Overcoming obstacles
As communities of faith seek to create a culture of calling among young people, they are confronted not only with how to make a fresh appeal but with how to develop an understanding of calling deep enough to lead people past the “Enter At Your Own Risk” sign.
Christopher Ingram, pastor of Yates Baptist Church in Durham, N.C., and a participant in the Invitation to Call, says the church cannot ignore the realities that clergy face, yet it must begin to detach the burden of the job from the calling.
“We can’t assign to the calling the grind of the job,” Ingram says.
“[Dallas pastor] George Mason put it best when he said, ‘Sometimes it’s a difficult job, but it’s a wonderful calling.’ As a pastor, I can be honest when the deadlines and frustrations are piling up, but I also spend a lot of time publicly affirming the joy of a call to ministry.”
For Ingram, language is crucial and an invitation to listen for God’s call should simply be a standard part of Christian worship. Each Sunday at the conclusion of the worship service, Ingram issues what he calls a retooled version of the standard four-part invitation.
“That template still holds over time, because we all have to reckon with some response to worship. We must continually conclude worship with this invitation, even to the point of over-repetition. There’s just something about the repeating of it that shapes us and affirms how all people are called.”
Resourcing congregations
The Baptist General Association of Virginia has also committed to resourcing congregations as they help young people listen for God’s calling. For more than 10 years, the BGAV’s “Consider Your Call” initiative has provided a spiritual gifts assessment, mentorship models, studies and other discernment resources for those considering vocational ministry.
Each fall, the BGAV hosts a “Consider Your Call” Sunday, in which its affiliated churches commit to creating a culture of calling in their congregations.
The BGAV also hosts an online blog forum where current ministers as well as those considering ministry share their stories of calling and discuss about their process of discernment.
Susan McBride, leader of the BGAV’s emerging leaders team, says that creating a culture of true calling is less about giving people reasons they “can” engage and more about helping them listen for what they “can’t” neglect.
“The question of calling is, ‘Because of who God has created me to be, what is it that I can’t not do?’” McBride says.
“Yes, ministry can be hard, it can be lonely and it can even be threatening, and yet I don’t think the path that Christ walked looks any different. You have to get clear on what God is calling you to do, and more than anything else, that means knowing yourself and what you can’t not do.”
Creating space
In addition to language and fostering self-discovery, the church must continually create space for people to physically step into a ministry role and discover themselves there, says Greg Rogers, pastor of Oakmont Baptist Church in Greenville, N.C.

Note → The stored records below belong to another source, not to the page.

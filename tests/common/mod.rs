//! Shared test utilities for integration tests
#![allow(dead_code)]

use std::fs;
use std::path::Path;

use chrono::{TimeZone, Utc};
use git2::{Repository, Signature, Time};
use tempfile::TempDir;

/// Builder for real temporary git repositories with controlled authors,
/// messages, and commit timestamps.
pub struct RepoBuilder {
    temp_dir: TempDir,
    repo: Repository,
}

impl RepoBuilder {
    /// Initialize an empty repository in a fresh temp directory.
    pub fn new() -> Self {
        let temp_dir = TempDir::new().expect("Failed to create temp dir");
        let repo = Repository::init(temp_dir.path()).expect("Failed to init repo");
        Self { temp_dir, repo }
    }

    /// Path to the repository working copy.
    pub fn path(&self) -> &Path {
        self.temp_dir.path()
    }

    /// Add a commit on HEAD with the given author, timestamp (epoch
    /// seconds), and file contents. Files are written into the working copy
    /// and staged, so the commit's diff lists exactly these paths.
    pub fn commit(&self, message: &str, author: &str, timestamp: i64, files: &[(&str, &str)]) {
        for (path, contents) in files {
            let full = self.temp_dir.path().join(path);
            if let Some(parent) = full.parent() {
                fs::create_dir_all(parent).expect("Failed to create file parent dir");
            }
            fs::write(full, contents).expect("Failed to write file");
        }

        let mut index = self.repo.index().expect("Failed to open index");
        for (path, _) in files {
            index.add_path(Path::new(path)).expect("Failed to stage file");
        }
        index.write().expect("Failed to write index");
        let tree_id = index.write_tree().expect("Failed to write tree");
        let tree = self.repo.find_tree(tree_id).expect("Failed to find tree");

        let signature = Signature::new(author, "test@example.com", &Time::new(timestamp, 0))
            .expect("Failed to create signature");
        let parent = self.repo.head().ok().and_then(|h| h.peel_to_commit().ok());
        let parents: Vec<&git2::Commit> = parent.iter().collect();

        self.repo
            .commit(Some("HEAD"), &signature, &signature, message, &tree, &parents)
            .expect("Failed to commit");
    }

    /// Keep the temp directory alive for the test's duration.
    pub fn build(self) -> TempDir {
        self.temp_dir
    }
}

impl Default for RepoBuilder {
    fn default() -> Self {
        Self::new()
    }
}

/// Epoch seconds for noon UTC on a day in June 2024.
pub fn june_noon(day: u32) -> i64 {
    Utc.with_ymd_and_hms(2024, 6, day, 12, 0, 0).unwrap().timestamp()
}

/// A repository with activity a summarizer would typically see: two humans,
/// a dependency bot, a generated merge, and a duplicated message, all
/// within a few days.
pub fn realistic_repo() -> RepoBuilder {
    let repo = RepoBuilder::new();
    repo.commit("init project", "alice", june_noon(10), &[("README.md", "readme")]);
    repo.commit(
        "add parser",
        "alice",
        june_noon(11),
        &[("src/parser.rs", "parser"), ("src/lib.rs", "lib")],
    );
    repo.commit("Bump serde from 1.0.1 to 1.0.2", "dependabot[bot]", june_noon(11) + 60, &[(
        "Cargo.toml",
        "deps",
    )]);
    repo.commit("fix parser panic", "bob", june_noon(12), &[("src/parser.rs", "parser v2")]);
    repo.commit("Merge branch 'feature/parser'", "bob", june_noon(12) + 60, &[]);
    repo.commit("fix parser panic", "bob", june_noon(13), &[("src/parser.rs", "parser v3")]);
    repo
}
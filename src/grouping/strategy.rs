use std::collections::HashMap;

use chrono::NaiveDate;

use crate::models::{CommitGroup, CommitInfo};

/// Cap on explicit groups; keeps the rendered digest bounded no matter how
/// long the history is.
pub const DEFAULT_MAX_GROUPS: usize = 10;

/// Label of the synthetic bucket absorbing groups beyond the cap.
pub const OVERFLOW_LABEL: &str = "Older activity";

/// Histories spanning more than this many whole days group chronologically.
const DAY_SPAN_THRESHOLD: i64 = 7;

/// How a commit window is partitioned into groups.
///
/// A short window dominated by one actor reads better by contributor, while
/// a long window reads better chronologically. Selection hangs on a single
/// threshold predicate so further strategies can be added as variants
/// without touching callers.
#[derive(Debug, Clone, Copy, PartialEq, Eq)]
pub enum GroupingStrategy {
    /// One group per UTC calendar day, most recent day first.
    ByDay,
    /// One group per author, largest group first.
    ByAuthor,
}

impl GroupingStrategy {
    /// Pick a strategy from the time span the commits cover.
    pub fn select(commits: &[CommitInfo]) -> Self {
        if span_days(commits) > DAY_SPAN_THRESHOLD {
            GroupingStrategy::ByDay
        } else {
            GroupingStrategy::ByAuthor
        }
    }

    /// Partition the commits according to this strategy.
    pub fn apply(&self, commits: &[CommitInfo]) -> Vec<CommitGroup> {
        match self {
            GroupingStrategy::ByDay => group_by_day(commits),
            GroupingStrategy::ByAuthor => group_by_author(commits),
        }
    }
}

/// Partition a filtered commit window into a bounded sequence of labeled
/// groups.
///
/// Every input commit lands in exactly one group. If the natural grouping
/// yields more than `max_groups` groups, the first `max_groups` are kept
/// unchanged and the rest are merged, in order, into one trailing
/// "Older activity" bucket (`max_groups + 1` groups total).
pub fn group_commits(commits: &[CommitInfo], max_groups: usize) -> Vec<CommitGroup> {
    if commits.is_empty() {
        return Vec::new();
    }

    let strategy = GroupingStrategy::select(commits);
    tracing::debug!(?strategy, count = commits.len(), "grouping commit window");
    cap_groups(strategy.apply(commits), max_groups)
}

/// Whole days between the earliest and latest commit.
fn span_days(commits: &[CommitInfo]) -> i64 {
    let Some(min) = commits.iter().map(|c| c.timestamp).min() else {
        return 0;
    };
    let Some(max) = commits.iter().map(|c| c.timestamp).max() else {
        return 0;
    };
    (max - min).num_days()
}

fn group_by_day(commits: &[CommitInfo]) -> Vec<CommitGroup> {
    let mut slots: HashMap<NaiveDate, usize> = HashMap::new();
    let mut groups: Vec<(NaiveDate, CommitGroup)> = Vec::new();

    for commit in commits {
        let day = commit.timestamp.date_naive();
        let slot = *slots.entry(day).or_insert_with(|| {
            let label = commit.timestamp.format("%A, %B %d %Y").to_string();
            groups.push((day, CommitGroup::new(label)));
            groups.len() - 1
        });
        groups[slot].1.commits.push(commit.clone());
    }

    groups.sort_by(|a, b| b.0.cmp(&a.0));
    groups.into_iter().map(|(_, group)| group).collect()
}

fn group_by_author(commits: &[CommitInfo]) -> Vec<CommitGroup> {
    let mut slots: HashMap<String, usize> = HashMap::new();
    let mut groups: Vec<CommitGroup> = Vec::new();

    for commit in commits {
        let slot = *slots.entry(commit.author.clone()).or_insert_with(|| {
            groups.push(CommitGroup::new(format!("Author: {}", commit.author)));
            groups.len() - 1
        });
        groups[slot].commits.push(commit.clone());
    }

    // Stable sort: equal-sized groups keep first-seen order.
    groups.sort_by(|a, b| b.commits.len().cmp(&a.commits.len()));
    groups
}

fn cap_groups(mut groups: Vec<CommitGroup>, max_groups: usize) -> Vec<CommitGroup> {
    if groups.len() <= max_groups {
        return groups;
    }

    let overflow = groups.split_off(max_groups);
    let mut bucket = CommitGroup::new(OVERFLOW_LABEL);
    for group in overflow {
        bucket.commits.extend(group.commits);
    }
    groups.push(bucket);
    groups
}
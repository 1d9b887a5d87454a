use std::path::PathBuf;
use std::time::Duration;

use anyhow::{Context, Result};
use clap::{Args, Parser, Subcommand, ValueEnum};

use crate::digest::{DigestOptions, build_digest};
use crate::filters::NoiseFilter;
use crate::git::{DEFAULT_MAX_COMMITS, ReadOptions};
use crate::grouping::DEFAULT_MAX_GROUPS;

#[derive(Parser)]
#[command(name = "commit-digest")]
#[command(version = "0.1.0")]
#[command(about = "Digest a repository's recent commit history for summarization", long_about = None)]
pub struct Cli {
    #[command(subcommand)]
    pub command: Option<Commands>,
}

#[derive(Subcommand)]
pub enum Commands {
    /// Render the grouped commit digest
    Digest(HistoryArgs),
    /// Show window statistics without the digest text
    Stats(HistoryArgs),
}

#[derive(Args)]
pub struct HistoryArgs {
    /// Path to the git repository
    #[arg(default_value = ".")]
    pub repo: PathBuf,

    /// Branch or ref to analyze
    #[arg(short, long, default_value = "HEAD")]
    pub branch: String,

    /// Maximum number of commits to read
    #[arg(long, default_value_t = DEFAULT_MAX_COMMITS)]
    pub max_commits: usize,

    /// Only commits at or after this date (RFC 3339 or YYYY-MM-DD)
    #[arg(long)]
    pub since: Option<String>,

    /// Only commits at or before this date (RFC 3339 or YYYY-MM-DD)
    #[arg(long)]
    pub until: Option<String>,

    /// Maximum number of groups before folding the rest into "Older activity"
    #[arg(long, default_value_t = DEFAULT_MAX_GROUPS)]
    pub max_groups: usize,

    /// Give up on the history read after this many seconds
    #[arg(long)]
    pub timeout_secs: Option<u64>,

    /// Extra author identity to treat as automation (repeatable)
    #[arg(long = "bot-author", value_name = "NAME")]
    pub bot_authors: Vec<String>,

    /// Output format
    #[arg(long, value_enum, default_value_t = OutputFormat::Text)]
    pub format: OutputFormat,
}

#[derive(Clone, Copy, PartialEq, Eq, ValueEnum)]
pub enum OutputFormat {
    Text,
    Json,
}

pub fn run() -> Result<()> {
    let cli = Cli::parse();

    match &cli.command {
        Some(Commands::Digest(args)) => render_digest(args),
        Some(Commands::Stats(args)) => show_stats(args),
        None => {
            println!("Use --help for usage information");
            Ok(())
        }
    }
}

fn render_digest(args: &HistoryArgs) -> Result<()> {
    let digest = build_digest(&digest_options(args))
        .with_context(|| format!("Failed to digest history of {}", args.repo.display()))?;

    if digest.truncated {
        eprintln!("Note: history truncated to the {} most recent commits", args.max_commits);
    }
    if digest.removed_count > 0 {
        eprintln!("Note: filtered {} noisy commit(s)", digest.removed_count);
    }

    match args.format {
        OutputFormat::Text => println!("{}", digest.text),
        OutputFormat::Json => println!("{}", serde_json::to_string_pretty(&digest)?),
    }

    Ok(())
}

fn show_stats(args: &HistoryArgs) -> Result<()> {
    let digest = build_digest(&digest_options(args))
        .with_context(|| format!("Failed to digest history of {}", args.repo.display()))?;

    println!("Commit History Statistics");
    println!("=========================");
    println!("Repository: {}", args.repo.display());
    println!("Branch: {}", args.branch);
    println!("Commits kept: {}", digest.commit_count);
    println!("Noisy commits removed: {}", digest.removed_count);
    println!("Groups: {}", digest.group_count);
    println!("History truncated: {}", if digest.truncated { "yes" } else { "no" });

    Ok(())
}

fn digest_options(args: &HistoryArgs) -> DigestOptions {
    let mut filter = NoiseFilter::default();
    for author in &args.bot_authors {
        filter.add_bot_author(author);
    }

    DigestOptions {
        read: ReadOptions {
            repo: args.repo.clone(),
            branch: args.branch.clone(),
            max_commits: args.max_commits,
            since: args.since.clone(),
            until: args.until.clone(),
        },
        max_groups: args.max_groups,
        filter,
        timeout: args.timeout_secs.map(Duration::from_secs),
    }
}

Within the past 15 years, Oakmont has commissioned more than 20 individuals to vocational ministry in the church or elsewhere, including CBF field personnel Eric and Julie Maas, who began as a lay couple in the church and now serve alongside those seeking basic resources in Belize through the Baptist Training Center.
It is through these kinds of partnerships, Rogers says, that churches must allow young people to engage in the work of vocational ministry and “try it on.”
“Calling begins with God’s initiative,” Rogers says.
“God invites us to join where God is already doing redemptive work. We send our young people to work with local and global mission partners. I’ve watched folks quit their jobs and go into ministry. Yes, you talk about it, but then you do some of it and you realize you can’t do anything else.”